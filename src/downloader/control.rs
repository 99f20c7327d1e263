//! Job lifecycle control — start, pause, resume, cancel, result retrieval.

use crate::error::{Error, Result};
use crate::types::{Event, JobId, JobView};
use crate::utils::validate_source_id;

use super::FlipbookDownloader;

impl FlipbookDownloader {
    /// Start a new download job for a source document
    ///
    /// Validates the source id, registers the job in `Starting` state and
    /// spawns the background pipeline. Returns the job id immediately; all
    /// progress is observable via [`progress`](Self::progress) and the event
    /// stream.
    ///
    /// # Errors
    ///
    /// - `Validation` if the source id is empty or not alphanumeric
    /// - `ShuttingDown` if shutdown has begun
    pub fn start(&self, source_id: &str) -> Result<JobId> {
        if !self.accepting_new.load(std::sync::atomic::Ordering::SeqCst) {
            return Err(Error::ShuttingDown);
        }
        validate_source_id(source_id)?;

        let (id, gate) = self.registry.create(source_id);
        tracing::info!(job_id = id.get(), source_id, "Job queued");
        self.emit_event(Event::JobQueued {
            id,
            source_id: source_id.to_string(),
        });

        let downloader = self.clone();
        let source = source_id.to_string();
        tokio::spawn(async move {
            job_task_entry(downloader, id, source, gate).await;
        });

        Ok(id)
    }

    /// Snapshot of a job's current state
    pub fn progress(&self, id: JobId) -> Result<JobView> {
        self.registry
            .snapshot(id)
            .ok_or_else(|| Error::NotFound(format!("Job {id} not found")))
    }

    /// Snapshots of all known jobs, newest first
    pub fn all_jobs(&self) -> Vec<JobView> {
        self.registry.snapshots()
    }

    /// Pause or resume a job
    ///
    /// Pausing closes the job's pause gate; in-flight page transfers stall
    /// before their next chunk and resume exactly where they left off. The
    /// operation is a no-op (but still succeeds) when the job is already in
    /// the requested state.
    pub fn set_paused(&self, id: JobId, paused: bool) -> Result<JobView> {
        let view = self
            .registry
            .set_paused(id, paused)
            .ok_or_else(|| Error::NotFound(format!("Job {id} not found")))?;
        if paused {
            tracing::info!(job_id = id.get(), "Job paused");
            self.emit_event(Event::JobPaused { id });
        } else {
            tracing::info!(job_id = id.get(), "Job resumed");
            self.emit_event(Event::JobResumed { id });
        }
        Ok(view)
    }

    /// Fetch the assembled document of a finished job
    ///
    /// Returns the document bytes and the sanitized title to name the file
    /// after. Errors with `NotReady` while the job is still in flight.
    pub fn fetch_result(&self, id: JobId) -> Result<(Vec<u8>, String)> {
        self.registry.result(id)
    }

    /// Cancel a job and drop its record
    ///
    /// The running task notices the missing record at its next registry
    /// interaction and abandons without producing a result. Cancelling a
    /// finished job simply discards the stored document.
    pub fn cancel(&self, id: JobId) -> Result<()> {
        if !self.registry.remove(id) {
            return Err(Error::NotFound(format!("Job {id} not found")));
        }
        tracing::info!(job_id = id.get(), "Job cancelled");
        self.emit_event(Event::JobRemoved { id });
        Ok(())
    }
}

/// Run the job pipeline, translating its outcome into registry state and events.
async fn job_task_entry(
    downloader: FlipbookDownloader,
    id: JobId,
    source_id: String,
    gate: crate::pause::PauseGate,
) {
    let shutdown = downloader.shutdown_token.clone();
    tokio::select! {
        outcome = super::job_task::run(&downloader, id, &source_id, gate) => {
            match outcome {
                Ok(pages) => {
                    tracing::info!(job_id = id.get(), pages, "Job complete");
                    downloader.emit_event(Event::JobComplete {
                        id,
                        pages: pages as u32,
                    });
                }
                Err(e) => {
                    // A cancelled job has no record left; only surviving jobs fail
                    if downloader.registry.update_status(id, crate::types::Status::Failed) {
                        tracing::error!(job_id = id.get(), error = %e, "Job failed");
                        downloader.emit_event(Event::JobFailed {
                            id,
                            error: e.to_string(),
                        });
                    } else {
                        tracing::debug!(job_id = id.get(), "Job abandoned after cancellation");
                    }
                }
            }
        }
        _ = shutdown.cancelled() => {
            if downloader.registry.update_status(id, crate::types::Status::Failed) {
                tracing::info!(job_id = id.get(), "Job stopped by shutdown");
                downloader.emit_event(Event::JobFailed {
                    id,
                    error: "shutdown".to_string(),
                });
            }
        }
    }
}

TASK TO COMPLETE:
The data are to be transcribed in full, exactly as given.

EXERCISE ANSWER:
filename src/downloader/control.rs
repository 99f20c7327d1e263
//! Job lifecycle control — start, pause, resume, cancel, result retrieval.

use crate::error::{Error, Result};
use crate::types::{Event, JobId, JobView};
use crate::utils::validate_source_id;

use super::FlipbookDownloader;

impl FlipbookDownloader {
    /// Start a new download job for a source document
    ///
    /// Validates the source id, registers the job in `Starting` state and
    /// spawns the background pipeline. Returns the job id immediately; all
    /// progress is observable via [`progress`](Self::progress) and the event
    /// stream.
    ///
    /// # Errors
    ///
    /// - `Validation` if the source id is empty or not alphanumeric
    /// - `ShuttingDown` if shutdown has begun
    pub fn start(&self, source_id: &str) -> Result<JobId> {
        if !self.accepting_new.load(std::sync::atomic::Ordering::SeqCst) {
            return Err(Error::ShuttingDown);
        }
        validate_source_id(source_id)?;

        let (id, gate) = self.registry.create(source_id);
        tracing::info!(job_id = id.get(), source_id, "Job queued");
        self.emit_event(Event::JobQueued {
            id,
            source_id: source_id.to_string(),
        });

        let downloader = self.clone();
        let source = source_id.to_string();
        tokio::spawn(async move {
            job_task_entry(downloader, id, source, gate).await;
        });

        Ok(id)
    }

    /// Snapshot of a job's current state
    pub fn progress(&self, id: JobId) -> Result<JobView> {
        self.registry
            .snapshot(id)
            .ok_or_else(|| Error::NotFound(format!("Job {id} not found")))
    }

    /// Snapshots of all known jobs, newest first
    pub fn all_jobs(&self) -> Vec<JobView> {
        self.registry.snapshots()
    }

    /// Pause or resume a job
    ///
    /// Pausing closes the job's pause gate; in-flight page transfers stall
    /// before their next chunk and resume exactly where they left off. The
    /// operation is a no-op (but still succeeds) when the job is already in
    /// the requested state.
    pub fn set_paused(&self, id: JobId, paused: bool) -> Result<JobView> {
        let view = self
            .registry
            .set_paused(id, paused)
            .ok_or_else(|| Error::NotFound(format!("Job {id} not found")))?;
        if paused {
            tracing::info!(job_id = id.get(), "Job paused");
            self.emit_event(Event::JobPaused { id });
        } else {
            tracing::info!(job_id = id.get(), "Job resumed");
            self.emit_event(Event::JobResumed { id });
        }
        Ok(view)
    }

    /// Fetch the assembled document of a finished job
    ///
    /// Returns the document bytes and the sanitized title to name the file
    /// after. Errors with `NotReady` while the job is still in flight.
    pub fn fetch_result(&self, id: JobId) -> Result<(Vec<u8>, String)> {
        self.registry.result(id)
    }

    /// Cancel a job and drop its record
    ///
    /// The running task notices the missing record at its next registry
    /// interaction and abandons without producing a result. Cancelling a
    /// finished job simply discards the stored document.
    pub fn cancel(&self, id: JobId) -> Result<()> {
        if !self.registry.remove(id) {
            return Err(Error::NotFound(format!("Job {id} not found")));
        }
        tracing::info!(job_id = id.get(), "Job cancelled");
        self.emit_event(Event::JobRemoved { id });
        Ok(())
    }
}

/// Run the job pipeline, translating its outcome into registry state and events.
async fn job_task_entry(
    downloader: FlipbookDownloader,
    id: JobId,
    source_id: String,
    gate: crate::pause::PauseGate,
) {
    let shutdown = downloader.shutdown_token.clone();
    tokio::select! {
        outcome = super::job_task::run(&downloader, id, &source_id, gate) => {
            match outcome {
                Ok(pages) => {
                    tracing::info!(job_id = id.get(), pages, "Job complete");
                    downloader.emit_event(Event::JobComplete {
                        id,
                        pages: pages as u32,
                    });
                }
                Err(e) => {
                    // A cancelled job has no record left; only surviving jobs fail
                    if downloader.registry.update_status(id, crate::types::Status::Failed) {
                        tracing::error!(job_id = id.get(), error = %e, "Job failed");
                        downloader.emit_event(Event::JobFailed {
                            id,
                            error: e.to_string(),
                        });
                    } else {
                        tracing::debug!(job_id = id.get(), "Job abandoned after cancellation");
                    }
                }
            }
        }
        _ = shutdown.cancelled() => {
            if downloader.registry.update_status(id, crate::types::Status::Failed) {
                tracing::info!(job_id = id.get(), "Job stopped by shutdown");
                downloader.emit_event(Event::JobFailed {
                    id,
                    error: "shutdown".to_string(),
                });
            }
        }
    }
}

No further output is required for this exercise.